第四十六話「計画どおり?」

「驚いたな……確かにお前の言うとおりだった、ディーとやらよ。ロデムの爪は鎧すら貫通するというのに」


【私の体は鋼鉄の刃物や矢をとおさない】


「……そのようだ。しかし、これほどの魔獣をお前が倒したというのか? フォーカス?」


「はいおそらく(記憶にはないけど)」


【娘が驚くのも無理はない。この長い生の中で、私が負けたのはあるじだけだからな】


「流石よな。お前たち、ディーに勝てる者はいるか?」



 近衛たちの誰も名乗りを上げなかった。



「ますますお前という男に興味が出たぞ、フォーカス。次は私たちで立ち合いをしてみるか?」



 カリギュラの魔法の強さと剣の腕は有名であり、フラッドは絶対拒否したいが、ここで慌ててはいけないと自分に言い聞かせ、余裕のある表情を浮かべつつ、首を横に振った。

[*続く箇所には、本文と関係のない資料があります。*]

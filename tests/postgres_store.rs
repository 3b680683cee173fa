//! Tests against a live PostgreSQL server.
//!
//! Run with `DATABASE_URL=postgres://... cargo test -- --ignored`.

use std::time::{SystemTime, UNIX_EPOCH};

use axum::{
    body::{to_bytes, Body},
    http::{Request, StatusCode},
    Router,
};
use bookshelf_app::books::{
    models::Book,
    store::{BookStore, PgBookStore},
};
use bookshelf_db::PgPool;
use bookshelf_kernel::{settings::Settings, ModuleRegistry};
use serde_json::{json, Value};
use tower::ServiceExt;

fn settings() -> Settings {
    let mut settings = Settings::default();
    settings.database.url =
        Some(std::env::var("DATABASE_URL").expect("DATABASE_URL must point at a test database"));
    settings.database.connect_timeout_ms = 5000;
    settings
}

/// Connects, creates the schema and wires the books module to PostgreSQL.
async fn bootstrap() -> (ModuleRegistry, PgPool) {
    bookshelf_app::bootstrap(&settings())
        .await
        .expect("failed to bootstrap against DATABASE_URL")
}

/// Unique primary key so runs do not collide with earlier rows.
fn unique_id(tag: &str) -> String {
    let nanos = SystemTime::now()
        .duration_since(UNIX_EPOCH)
        .unwrap()
        .as_nanos();
    format!("{tag}-{nanos}")
}

fn book(id: &str) -> Book {
    Book {
        id: id.to_string(),
        title: "Dune".to_string(),
        author: "Herbert".to_string(),
    }
}

async fn call(app: &Router, method: &str, uri: &str, body: Option<Value>) -> (StatusCode, Value) {
    let mut request = Request::builder().method(method).uri(uri);
    let body = match body {
        Some(value) => {
            request = request.header("content-type", "application/json");
            Body::from(value.to_string())
        }
        None => Body::empty(),
    };

    let response = app
        .clone()
        .oneshot(request.body(body).expect("failed to build request"))
        .await
        .expect("request failed");
    let status = response.status();
    let bytes = to_bytes(response.into_body(), usize::MAX)
        .await
        .expect("failed to read response body");
    let value = if bytes.is_empty() {
        Value::Null
    } else {
        serde_json::from_slice(&bytes).expect("response body was not json")
    };
    (status, value)
}

#[tokio::test]
#[ignore = "requires DATABASE_URL"]
async fn schema_creation_is_idempotent() {
    let (registry, pool) = bootstrap().await;

    bookshelf_db::apply_migrations(&pool, &registry.collect_migrations())
        .await
        .expect("second schema pass failed");

    let (count,): (i64,) = sqlx::query_as(
        "SELECT COUNT(*) FROM information_schema.tables WHERE table_name = 'books'",
    )
    .fetch_one(&pool)
    .await
    .unwrap();
    assert_eq!(count, 1);

    pool.close().await;
}

#[tokio::test]
#[ignore = "requires DATABASE_URL"]
async fn store_round_trips_rows() {
    let (_, pool) = bootstrap().await;
    let store = PgBookStore::new(pool.clone());
    let id = unique_id("store");

    store.insert(&book(&id)).await.unwrap();
    assert_eq!(store.find(&id).await.unwrap(), Some(book(&id)));

    let err = store.insert(&book(&id)).await.unwrap_err();
    assert!(err.to_string().contains("books_pkey"));

    assert_eq!(store.update(&id, "Dune2", "Frank Herbert").await.unwrap(), 1);
    let updated = store.find(&id).await.unwrap().unwrap();
    assert_eq!(updated.title, "Dune2");
    assert_eq!(updated.author, "Frank Herbert");

    assert_eq!(store.delete(&id).await.unwrap(), 1);
    assert_eq!(store.find(&id).await.unwrap(), None);

    pool.close().await;
}

#[tokio::test]
#[ignore = "requires DATABASE_URL"]
async fn store_reports_zero_rows_for_missing_books() {
    let (_, pool) = bootstrap().await;
    let store = PgBookStore::new(pool.clone());
    let id = unique_id("missing");

    assert_eq!(store.find(&id).await.unwrap(), None);
    assert_eq!(store.update(&id, "T", "A").await.unwrap(), 0);
    assert_eq!(store.delete(&id).await.unwrap(), 0);

    pool.close().await;
}

#[tokio::test]
#[ignore = "requires DATABASE_URL"]
async fn store_rejects_ids_longer_than_column() {
    let (_, pool) = bootstrap().await;
    let store = PgBookStore::new(pool.clone());

    let err = store.insert(&book(&"x".repeat(37))).await.unwrap_err();
    assert!(err.to_string().contains("too long"));

    pool.close().await;
}

#[tokio::test]
#[ignore = "requires DATABASE_URL"]
async fn book_lifecycle_over_postgres() {
    let settings = settings();
    let (registry, pool) = bootstrap().await;
    let app = bookshelf_http::build_router(&registry, &settings);
    let id = unique_id("http");
    let uri = format!("/books/{id}");

    let (status, body) = call(
        &app,
        "POST",
        "/books",
        Some(json!({"id": id, "title": "Dune", "author": "Herbert"})),
    )
    .await;
    assert_eq!(status, StatusCode::CREATED);
    assert_eq!(body["id"], id.as_str());

    let (status, body) = call(&app, "GET", &uri, None).await;
    assert_eq!(status, StatusCode::OK);
    assert_eq!(body, json!({"id": id, "title": "Dune", "author": "Herbert"}));

    let (status, body) = call(
        &app,
        "PUT",
        &uri,
        Some(json!({"id": id, "title": "Dune2", "author": "Herbert"})),
    )
    .await;
    assert_eq!(status, StatusCode::OK);
    assert_eq!(body["title"], "Dune2");

    let (status, body) = call(&app, "POST", "/books", Some(body)).await;
    assert_eq!(status, StatusCode::INTERNAL_SERVER_ERROR);
    assert!(body["error"]["message"]
        .as_str()
        .unwrap()
        .contains("books_pkey"));

    let (status, _) = call(&app, "DELETE", &uri, None).await;
    assert_eq!(status, StatusCode::NO_CONTENT);

    let (status, _) = call(&app, "GET", &uri, None).await;
    assert_eq!(status, StatusCode::NOT_FOUND);

    let (status, _) = call(&app, "DELETE", &uri, None).await;
    assert_eq!(status, StatusCode::NOT_FOUND);

    pool.close().await;
}

#[tokio::test(flavor = "multi_thread", worker_threads = 2)]
#[ignore = "requires DATABASE_URL"]
async fn concurrent_duplicate_creates_race_on_primary_key() {
    let settings = settings();
    let (registry, pool) = bootstrap().await;
    let app = bookshelf_http::build_router(&registry, &settings);
    let payload = json!({"id": unique_id("race"), "title": "Dune", "author": "Herbert"});

    let handles: Vec<_> = (0..2)
        .map(|_| {
            let app = app.clone();
            let payload = payload.clone();
            tokio::spawn(async move { call(&app, "POST", "/books", Some(payload)).await.0 })
        })
        .collect();

    let mut statuses = Vec::new();
    for handle in handles {
        statuses.push(handle.await.unwrap());
    }
    statuses.sort();
    assert_eq!(
        statuses,
        vec![StatusCode::CREATED, StatusCode::INTERNAL_SERVER_ERROR]
    );

    pool.close().await;
}
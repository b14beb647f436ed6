pub mod amortization;
pub mod mortgage;
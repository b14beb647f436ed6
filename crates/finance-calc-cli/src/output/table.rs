use serde_json::{Map, Value};
use tabled::{builder::Builder, Table};

use super::display_field;

/// Longest series printed in full; longer ones show head and tail rows.
const MAX_SERIES_ROWS: usize = 24;

/// Format output as tables: headline figures first, then each breakdown
/// series, then warnings and methodology from the envelope.
pub fn print_table(value: &Value) {
    match value {
        Value::Object(map) => match map.get("result") {
            Some(Value::Object(result)) => {
                print_result(result, None);
                print_envelope(map);
            }
            _ => print_fields(map),
        },
        _ => println!("{}", value),
    }
}

fn print_result(result: &Map<String, Value>, title: Option<&str>) {
    if let Some(t) = title {
        println!("\n{}:", t);
    }
    print_fields(result);

    for (key, val) in result {
        match val {
            Value::Array(rows) => print_series(key, rows),
            Value::Object(inner) => print_result(inner, Some(key)),
            _ => {}
        }
    }
}

fn print_fields(map: &Map<String, Value>) {
    let mut builder = Builder::default();
    builder.push_record(["Field", "Value"]);
    for (key, val) in map {
        if val.is_array() || val.is_object() {
            continue;
        }
        builder.push_record([key.as_str(), &display_field(key, val)]);
    }
    println!("{}", Table::from(builder));
}

fn print_series(name: &str, rows: &[Value]) {
    let Some(Value::Object(first)) = rows.first() else {
        return;
    };
    let headers: Vec<String> = first.keys().cloned().collect();
    let mut builder = Builder::default();
    builder.push_record(headers.clone());

    let push_row = |builder: &mut Builder, row: &Value| {
        if let Value::Object(map) = row {
            let cells: Vec<String> = headers
                .iter()
                .map(|h| map.get(h).map(|v| display_field(h, v)).unwrap_or_default())
                .collect();
            builder.push_record(cells);
        }
    };

    if rows.len() <= MAX_SERIES_ROWS {
        for row in rows {
            push_row(&mut builder, row);
        }
    } else {
        let half = MAX_SERIES_ROWS / 2;
        for row in &rows[..half] {
            push_row(&mut builder, row);
        }
        builder.push_record(headers.iter().map(|_| "...".to_string()));
        for row in &rows[rows.len() - half..] {
            push_row(&mut builder, row);
        }
    }

    println!("\n{} ({} rows):", name, rows.len());
    println!("{}", Table::from(builder));
}

fn print_envelope(envelope: &Map<String, Value>) {
    if let Some(Value::Array(warnings)) = envelope.get("warnings") {
        if !warnings.is_empty() {
            println!("\nWarnings:");
            for w in warnings {
                if let Value::String(s) = w {
                    println!("  - {}", s);
                }
            }
        }
    }

    if let Some(Value::String(meth)) = envelope.get("methodology") {
        println!("\nMethodology: {}", meth);
    }
}
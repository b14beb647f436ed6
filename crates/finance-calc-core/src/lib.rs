pub mod error;
pub mod forms;
pub mod presentation;
pub mod time_value;
pub mod types;

#[cfg(feature = "savings")]
pub mod savings;

#[cfg(feature = "lending")]
pub mod lending;

#[cfg(feature = "retirement")]
pub mod retirement;

pub use error::FinanceError;
pub use types::*;

/// Standard result type for all finance-calc operations
pub type FinanceResult<T> = Result<T, FinanceError>;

「殿下、私は暴力を好みません。お許しいただければ幸いです(勝てるわけないから勘弁して)」


「ふむ……。いたずらに自身の武を誇示こじしない。か……、お前は本当の強者のようだな」


「いえいえ、滅相もない。ただ臆病なだけでございます(本音)」


「ふふっ、そうか……。ならば、そういうことにしておこう」


 楽し気に笑みを浮かべるカリギュラに、幕舎に入って来た近衛が耳打ちする。


「ふむ……お前との楽しい時間もここまでのようだ」



 そう言ってカリギュラは近衛を連れ幕舎を後にし、今到着した皇帝の使いから返書を受け取り、フラッドの幕舎へ戻った。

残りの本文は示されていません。